Popsci tested the Leica Elmar-M 24mm f/3.8 lens ($2,400) on the Olympus E-P2 ($850 body-only) using the Novoflex’s Leica M-Mount Micro Four Thirds adapter ring ($270). They also shot with the Olympus 17mm f/2.8 lens ($275) for comparison.

Christian Erhardt, Leica’s VP of Marketing tells why that combination doesn’t work very well:

Our lenses our designed to work best with full format, the light can hit different pixels of the sensor at a very extreme angle–once you have that, the image may be slightly out of focus, or not as bright around the edges.”.

But he also explained why Leica choosed to not join the MicroFourThirds alliance: “One reason why we’ve decided not to move into Micro Four Thirds is that we have looked at the sensor size and realized that it cannot produce the image quality that we need. Therefore we decided to stick with the full format in addition to APS-C. It’s all about the ratios“.

Do you really think the Leica X1with fixed lens(!) that sells for $1,995.00 is a better solution?
By the way, Popsci came to the conclusion that the price difference doesn’t justify the use of the Elmarit instead of the Olympus 17mm lens :)

Source: Popsci
Found via: Noisycamera

  • spanky

    “Our lenses our designed to work best with full format, the light can hit different pixels of the sensor at a very extreme angle–once you have that, the image may be slightly out of focus, or not as bright around the edges.”.

    This guy is clueless about the physics of optics, and shouldn’t be making any technical statements. What he said makes an argument AGAINST using Leica lenses on FF sensors (thus making the case against the M9!) because the incident angles for that same lens on a smaller sensor are, by definition, much less than they would be on a FF sensor. That’s a big reason why many at Leica didn’t want to go with the FF sensor on the M9, sticking with the smaller sensor of the M8.2 instead. They had to implement a higher degree of offset microlenses on their FF sensor to take care of the issues he described.

    He should have stuck to the marketing statement. The real decision is because Leica doesn’t want to cheapen its brand name by being associated with consumer-grade, low-end cameras like the Panasonic and Olympus. While it’s perfectly OK for Panasonic to use the Leica name of its lenses, Leica doesn’t want to have the association go the other way. He can’t say that publicly because they have an ongoing partnership with Panasonic, and that would be a slap in the face for Panasonic.

  • Jeffrey D

    If you believe the raison d’etre of m43 is portable high quality – the Leica X1 is both more portable and takes higher quality images, so the Leica X1 is a better camera than the m43rds. m43rds is a “portable” camera that you still need a camera bag for. What’s the point?

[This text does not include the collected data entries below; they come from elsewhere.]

//! Codex (OpenAI) provider.
//!
//! Reads the ChatGPT login the Codex CLI keeps in `~/.codex/auth.json` and
//! asks the ChatGPT backend for the plan's rate limit windows.

mod api;
mod auth;
mod error;
mod strategy;

use std::sync::Arc;

pub use api::{UsageResponse, to_snapshot};
pub use auth::{CODEX_HOME_ENV, JwtPayload, OpenAiAuth, Tokens, auth_file_path, decode_jwt_payload};
pub use error::CodexError;
pub use strategy::CodexOAuthStrategy;

use crate::descriptor::ProviderDescriptor;

/// Provider id.
pub const PROVIDER_ID: &str = "codex";

/// Creates the Codex descriptor.
pub fn codex_descriptor() -> ProviderDescriptor {
    ProviderDescriptor::builder(PROVIDER_ID)
        .display_name("Codex")
        .alias("openai")
        .alias("chatgpt")
        .default_enabled(true)
        .strategy(Arc::new(CodexOAuthStrategy::new()))
        .build()
}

    As with many other products by Leica, including the lens, it’s better but much more expensive. Whether it’s “worth it” is up to the individual, not 43rumors or Popsci.

    This website lapses over into fanboy statements and even delusions…an FT5 article about a pocket-sized m4rds camera with an f2.0 zoom lens is one example. Suggesting that Olympus is better than Leica is another.

    • admin

      Hi Jeffrey! Never been a fanboy :)
      I like the X1 image quality but it is way to expensiv for a fixed lens camera. Where did I suggest that Olympus is better than Leica???

  • omolympus

    Wait for the mirrorless Leica designed with an SL footprint – Full frame and over 20mp, plus will take all R lenses, plus new ones designed for new system.

    Medium format quality in a camera the size of an OM4.

    Two months till the show in Koln

  • Raist3d

    There are reasons why Leicas are expensive and one of them is they do have superb best in class lenses. I may not be able to afford the, but that doesn’t make me go into “oh they aren’t good value therefore whoever buys them is a fool.”

    You sure can make compelling photographs with any camera so on that end, you can go for the lower price and do it, but I wouldn’t berate someone going for the top class glass.

    We can make this argument in so many ways. Is the Olympus micro four thirds 9-18 too expensive? No? Compared to what? The $149 USD kit lens it is. Who cares about better build of the lens, silent, faster, and all that right? Poor value no?

    What about the super high grade glass of Olympus four thirds? $2 grand? Not worth it right?

    The truth is you put one of those SHG lenses even to a “low end” e-510 and it shoots like a completely different camera. I have seen it myself. Many people forget that a lot of the image quality comes from the lens, not the camera body.

  • spanky

    omolympus says: “Medium format quality in a camera the size of an OM4.”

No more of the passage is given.